Onder die druk verklaarde Saleh dat hij niet doorging met het goedkeuren van het wetsvoorstel van het Grondwettelijk Hof, terwijl hij en het hoofd van de presidentiële raad overeenkwamen de dialoog te hervatten. Dbeibeh van zijn kant zei dat hij klaar was om toezicht te houden op de langverwachte verkiezingen, op voorwaarde dat de volgende regering geen overgangsregering zou zijn.

Dit is niet de eerste keer dat tegenstanders zijn overeengekomen om te praten en uit te voeren wat in het verleden werd omarmd. Maar de realiteit is dat er teveel spelers zijn, zowel binnenlandse als buitenlandse, die een definitieve deal in de weg staan. Ten eerste is er geen centrale regering en geen nationale strijdmacht die heel Libië controleert.
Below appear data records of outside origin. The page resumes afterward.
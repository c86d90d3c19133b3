//! Timestamp utilities

use chrono::{DateTime, TimeZone, Utc};

/// Get current UTC timestamp
pub fn now() -> DateTime<Utc> {
    Utc::now()
}

/// Current time as milliseconds since the Unix epoch (storage format)
pub fn now_millis() -> i64 {
    Utc::now().timestamp_millis()
}

/// Convert stored epoch milliseconds back into a timestamp
pub fn from_millis(millis: i64) -> DateTime<Utc> {
    Utc.timestamp_millis_opt(millis)
        .single()
        .unwrap_or(DateTime::<Utc>::UNIX_EPOCH)
}

/// Round to two decimal places
pub fn round2(value: f64) -> f64 {
    (value * 100.0).round() / 100.0
}
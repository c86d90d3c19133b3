//! Pending OAuth authorization state per user

use moody_common::{time, Result};
use sqlx::SqlitePool;
use uuid::Uuid;

/// Remember the state handed to the provider; replaces any earlier one
pub async fn save_state(pool: &SqlitePool, user_id: Uuid, state: &str) -> Result<()> {
    sqlx::query(
        r#"
        INSERT INTO oauth_states (user_id, state, created_at) VALUES (?, ?, ?)
        ON CONFLICT(user_id) DO UPDATE SET
            state = excluded.state,
            created_at = excluded.created_at
        "#,
    )
    .bind(user_id.to_string())
    .bind(state)
    .bind(time::now_millis())
    .execute(pool)
    .await?;

    Ok(())
}

/// Remove and return the pending state (single use)
pub async fn take_state(pool: &SqlitePool, user_id: Uuid) -> Result<Option<String>> {
    let state = sqlx::query_scalar("DELETE FROM oauth_states WHERE user_id = ? RETURNING state")
        .bind(user_id.to_string())
        .fetch_optional(pool)
        .await?;
    Ok(state)
}

#[cfg(test)]
mod tests {
    use super::*;
    use crate::db::users;
    use moody_common::db::init_memory_database;

    #[tokio::test]
    async fn test_state_is_single_use() {
        let pool = init_memory_database().await.unwrap();
        let user = users::new_user("alice", None);
        users::insert_user(&pool, &user).await.unwrap();

        save_state(&pool, user.id, "first").await.unwrap();
        save_state(&pool, user.id, "second").await.unwrap();

        assert_eq!(take_state(&pool, user.id).await.unwrap().as_deref(), Some("second"));
        assert_eq!(take_state(&pool, user.id).await.unwrap(), None);
    }
}
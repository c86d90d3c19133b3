//! Spotify account linking

use crate::db::oauth_states;
use crate::db::provider_auth::NewProviderAuth;
use crate::services::provider::MusicProvider;
use crate::services::provider_auth::ProviderAuthStore;
use crate::workers::queue::TaskQueue;
use crate::workers::task::Task;
use moody_common::db::{ProviderAuth, REQUESTED_SCOPES};
use moody_common::{Error, Result};
use rand::distributions::Alphanumeric;
use rand::Rng;
use serde::Deserialize;
use sqlx::SqlitePool;
use std::sync::Arc;
use std::time::Duration;
use tracing::{info, warn};
use uuid::Uuid;

/// Delay before the first top-artist refresh of a new link
pub const INITIAL_TOP_ARTIST_DELAY: Duration = Duration::from_secs(30);

/// Query string of the provider redirect
#[derive(Debug, Clone, Default, Deserialize)]
pub struct CallbackParams {
    pub code: Option<String>,
    pub state: Option<String>,
    pub error: Option<String>,
}

#[derive(Debug, Clone)]
pub enum CallbackOutcome {
    Linked(ProviderAuth),
    AlreadyAuthenticated,
}

#[derive(Clone)]
pub struct OAuthService {
    db: SqlitePool,
    provider: Arc<dyn MusicProvider>,
    auth_store: ProviderAuthStore,
    queue: TaskQueue,
    state_length: usize,
}

impl OAuthService {
    pub fn new(
        db: SqlitePool,
        provider: Arc<dyn MusicProvider>,
        auth_store: ProviderAuthStore,
        queue: TaskQueue,
        state_length: usize,
    ) -> Self {
        Self {
            db,
            provider,
            auth_store,
            queue,
            state_length,
        }
    }

    /// Authorization URL carrying a fresh single-use state
    pub async fn authorize(&self, user_id: Uuid) -> Result<String> {
        let state = generate_state(self.state_length);
        oauth_states::save_state(&self.db, user_id, &state).await?;
        self.provider.authorization_url(&state, &REQUESTED_SCOPES)
    }

    pub async fn callback(&self, user_id: Uuid, params: &CallbackParams) -> Result<CallbackOutcome> {
        if self.auth_store.exists_for_user(user_id).await? {
            return Ok(CallbackOutcome::AlreadyAuthenticated);
        }

        let expected = oauth_states::take_state(&self.db, user_id).await?;

        if let Some(error) = &params.error {
            warn!(user_id = %user_id, error = %error, "Spotify authorization refused");
            return Err(Error::InvalidInput(format!("Spotify authorization failed: {}", error)));
        }

        match (expected.as_deref(), params.state.as_deref()) {
            (Some(expected), Some(received)) if expected == received => {}
            _ => {
                warn!(user_id = %user_id, "OAuth state mismatch");
                return Err(Error::InvalidInput("Authorization state mismatch".to_string()));
            }
        }

        let code = params
            .code
            .as_deref()
            .filter(|c| !c.is_empty())
            .ok_or_else(|| Error::InvalidInput("Missing authorization code".to_string()))?;

        let tokens = self.provider.exchange_code(code).await?;
        let provider_user_id = self.provider.current_user_id(&tokens.access_token).await?;

        let auth = self
            .auth_store
            .link(&NewProviderAuth {
                user_id,
                provider_user_id,
                access_token: tokens.access_token,
                refresh_token: tokens.refresh_token,
                scopes: REQUESTED_SCOPES.iter().map(|s| s.to_string()).collect(),
            })
            .await?;

        self.queue
            .enqueue_after(&Task::RefreshTopArtists { auth_id: auth.id }, INITIAL_TOP_ARTIST_DELAY)
            .await?;

        info!(user_id = %user_id, auth_id = auth.id, "Spotify authorization completed");
        Ok(CallbackOutcome::Linked(auth))
    }

    pub async fn revoke(&self, user_id: Uuid) -> Result<()> {
        self.auth_store.revoke(user_id).await
    }
}

fn generate_state(length: usize) -> String {
    rand::thread_rng()
        .sample_iter(&Alphanumeric)
        .take(length)
        .map(char::from)
        .collect()
}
Stamgebonden loyaliteiten bepalen hoe gewapende milities zich gedragen en waar hun loyaliteit uiteindelijk ligt. Politieke rivaliteit tussen het oosten en het westen verhindert een akkoord over wie Libië moet regeren.

Libië is ook gegijzeld door geopolitieke machtsstrijd, waarbij regionale machten als Turkiye, Egypte en enkele Golfstaten druk uitoefenen op verschillende partijen. In het grotere geheel hebben de VS, Rusland en Italië, naast anderen, ook belangen in hoe het land uiteindelijk zal worden bestuurd en waar zijn politiek zal leunen.

Een trieste realiteit is ook dat de grote mogendheden het elders te druk hebben om zich zorgen te maken over een onmiddellijke oplossing van de tien jaar oude Libische crisis. Het is aan het Libische volk en hun vertegenwoordigers om hun eigen land te redden van buitenlandse interventie en wat een plausibel scenario lijkt: opdeling. Afgaande op de staat van dienst van de verschillende spelers in de afgelopen jaren, is eerder onenigheid dan eenheid te verwachten.

Buitenlandse gesprekspartners zullen het nooit eens worden over wat het beste is voor het Libische volk en hun toekomst. Dat moet alleen door de Libiërs worden beslist, weg van externe druk. Als dat niet gebeurt, is de kans groot dat Libië zal terugkeren naar pre-statelijke omstandigheden die de weg vrijmaken voor opdeling langs stamlijnen.